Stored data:
BEGIN
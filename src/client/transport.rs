//! HTTP transport used to reach the ingest API.
//!
//! [`Transport`] is the seam between classification logic and the network:
//! the client hands it a URL, bearer token and encoded body, and gets back a
//! status code or a [`TransportError`]. [`HttpTransport`] is the production
//! implementation built on a `ureq` agent.

use std::{error::Error as _, io, sync::Arc, time::Duration};

use log::debug;
use thiserror::Error;
use ureq::{Agent, AgentBuilder, ErrorKind};

/// Failure below the HTTP layer.
#[derive(Clone, Debug, Error, PartialEq, Eq)]
pub enum TransportError {
    #[error("request timed out")]
    Timeout,
    #[error("connection failed: {0}")]
    Connect(String),
    #[error("transport error: {0}")]
    Other(String),
}

/// Performs one POST and reports the response status.
///
/// Implementations must return non-2xx responses as `Ok(status)` and reserve
/// `Err` for failures where no status was received.
pub trait Transport: Send + Sync {
    fn post(&self, url: &str, token: &str, body: &str) -> Result<u16, TransportError>;
}

impl<T: Transport + ?Sized> Transport for Arc<T> {
    fn post(&self, url: &str, token: &str, body: &str) -> Result<u16, TransportError> {
        (**self).post(url, token, body)
    }
}

/// Blocking transport backed by a pooled `ureq` agent.
pub struct HttpTransport {
    agent: Agent,
}

impl HttpTransport {
    /// Build a transport with the given timeouts.
    ///
    /// TLS goes through the platform stack via `native-tls`; if the connector
    /// cannot be created the agent keeps ureq's built-in TLS.
    pub fn new(connect_timeout: Duration, request_timeout: Duration) -> Self {
        let builder = AgentBuilder::new()
            .timeout_connect(connect_timeout)
            .timeout(request_timeout);
        let builder = match native_tls::TlsConnector::new() {
            Ok(connector) => builder.tls_connector(Arc::new(connector)),
            Err(err) => {
                debug!("vibex transport falling back to default TLS: {err}");
                builder
            }
        };
        Self {
            agent: builder.build(),
        }
    }
}

impl Transport for HttpTransport {
    fn post(&self, url: &str, token: &str, body: &str) -> Result<u16, TransportError> {
        let result = self
            .agent
            .post(url)
            .set("Authorization", &format!("Bearer {token}"))
            .set("Content-Type", "application/json")
            .send_string(body);
        match result {
            Ok(response) => Ok(response.status()),
            Err(ureq::Error::Status(code, _)) => Ok(code),
            Err(ureq::Error::Transport(transport)) => Err(classify_transport(&transport)),
        }
    }
}

impl std::fmt::Debug for HttpTransport {
    fn fmt(&self, f: &mut std::fmt::Formatter<'_>) -> std::fmt::Result {
        f.debug_struct("HttpTransport").finish_non_exhaustive()
    }
}

fn classify_transport(err: &ureq::Transport) -> TransportError {
    match err.kind() {
        ErrorKind::Dns | ErrorKind::ConnectionFailed => TransportError::Connect(err.to_string()),
        ErrorKind::Io if is_timeout(err) => TransportError::Timeout,
        _ => TransportError::Other(err.to_string()),
    }
}

fn is_timeout(err: &ureq::Transport) -> bool {
    err.source()
        .and_then(|source| source.downcast_ref::<io::Error>())
        .is_some_and(|io_err| {
            matches!(
                io_err.kind(),
                io::ErrorKind::TimedOut | io::ErrorKind::WouldBlock
            )
        })
}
END
▶ [Requirement]
Write an exact transcription of every entry above.

▶ [Reply to the exercise]
filename src/client/transport.rs
//! HTTP transport used to reach the ingest API.
//!
//! [`Transport`] is the seam between classification logic and the network:
//! the client hands it a URL, bearer token and encoded body, and gets back a
//! status code or a [`TransportError`]. [`HttpTransport`] is the production
//! implementation built on a `ureq` agent.

use std::{error::Error as _, io, sync::Arc, time::Duration};

use log::debug;
use thiserror::Error;
use ureq::{Agent, AgentBuilder, ErrorKind};

/// Failure below the HTTP layer.
#[derive(Clone, Debug, Error, PartialEq, Eq)]
pub enum TransportError {
    #[error("request timed out")]
    Timeout,
    #[error("connection failed: {0}")]
    Connect(String),
    #[error("transport error: {0}")]
    Other(String),
}

/// Performs one POST and reports the response status.
///
/// Implementations must return non-2xx responses as `Ok(status)` and reserve
/// `Err` for failures where no status was received.
pub trait Transport: Send + Sync {
    fn post(&self, url: &str, token: &str, body: &str) -> Result<u16, TransportError>;
}

impl<T: Transport + ?Sized> Transport for Arc<T> {
    fn post(&self, url: &str, token: &str, body: &str) -> Result<u16, TransportError> {
        (**self).post(url, token, body)
    }
}

/// Blocking transport backed by a pooled `ureq` agent.
pub struct HttpTransport {
    agent: Agent,
}

impl HttpTransport {
    /// Build a transport with the given timeouts.
    ///
    /// TLS goes through the platform stack via `native-tls`; if the connector
    /// cannot be created the agent keeps ureq's built-in TLS.
    pub fn new(connect_timeout: Duration, request_timeout: Duration) -> Self {
        let builder = AgentBuilder::new()
            .timeout_connect(connect_timeout)
            .timeout(request_timeout);
        let builder = match native_tls::TlsConnector::new() {
            Ok(connector) => builder.tls_connector(Arc::new(connector)),
            Err(err) => {
                debug!("vibex transport falling back to default TLS: {err}");
                builder
            }
        };
        Self {
            agent: builder.build(),
        }
    }
}

impl Transport for HttpTransport {
    fn post(&self, url: &str, token: &str, body: &str) -> Result<u16, TransportError> {
        let result = self
            .agent
            .post(url)
            .set("Authorization", &format!("Bearer {token}"))
            .set("Content-Type", "application/json")
            .send_string(body);
        match result {
            Ok(response) => Ok(response.status()),
            Err(ureq::Error::Status(code, _)) => Ok(code),
            Err(ureq::Error::Transport(transport)) => Err(classify_transport(&transport)),
        }
    }
}

impl std::fmt::Debug for HttpTransport {
    fn fmt(&self, f: &mut std::fmt::Formatter<'_>) -> std::fmt::Result {
        f.debug_struct("HttpTransport").finish_non_exhaustive()
    }
}

fn classify_transport(err: &ureq::Transport) -> TransportError {
    match err.kind() {
        ErrorKind::Dns | ErrorKind::ConnectionFailed => TransportError::Connect(err.to_string()),
        ErrorKind::Io if is_timeout(err) => TransportError::Timeout,
        _ => TransportError::Other(err.to_string()),
    }
}

fn is_timeout(err: &ureq::Transport) -> bool {
    err.source()
        .and_then(|source| source.downcast_ref::<io::Error>())
        .is_some_and(|io_err| {
            matches!(
                io_err.kind(),
                io::ErrorKind::TimedOut | io::ErrorKind::WouldBlock
            )
        })
}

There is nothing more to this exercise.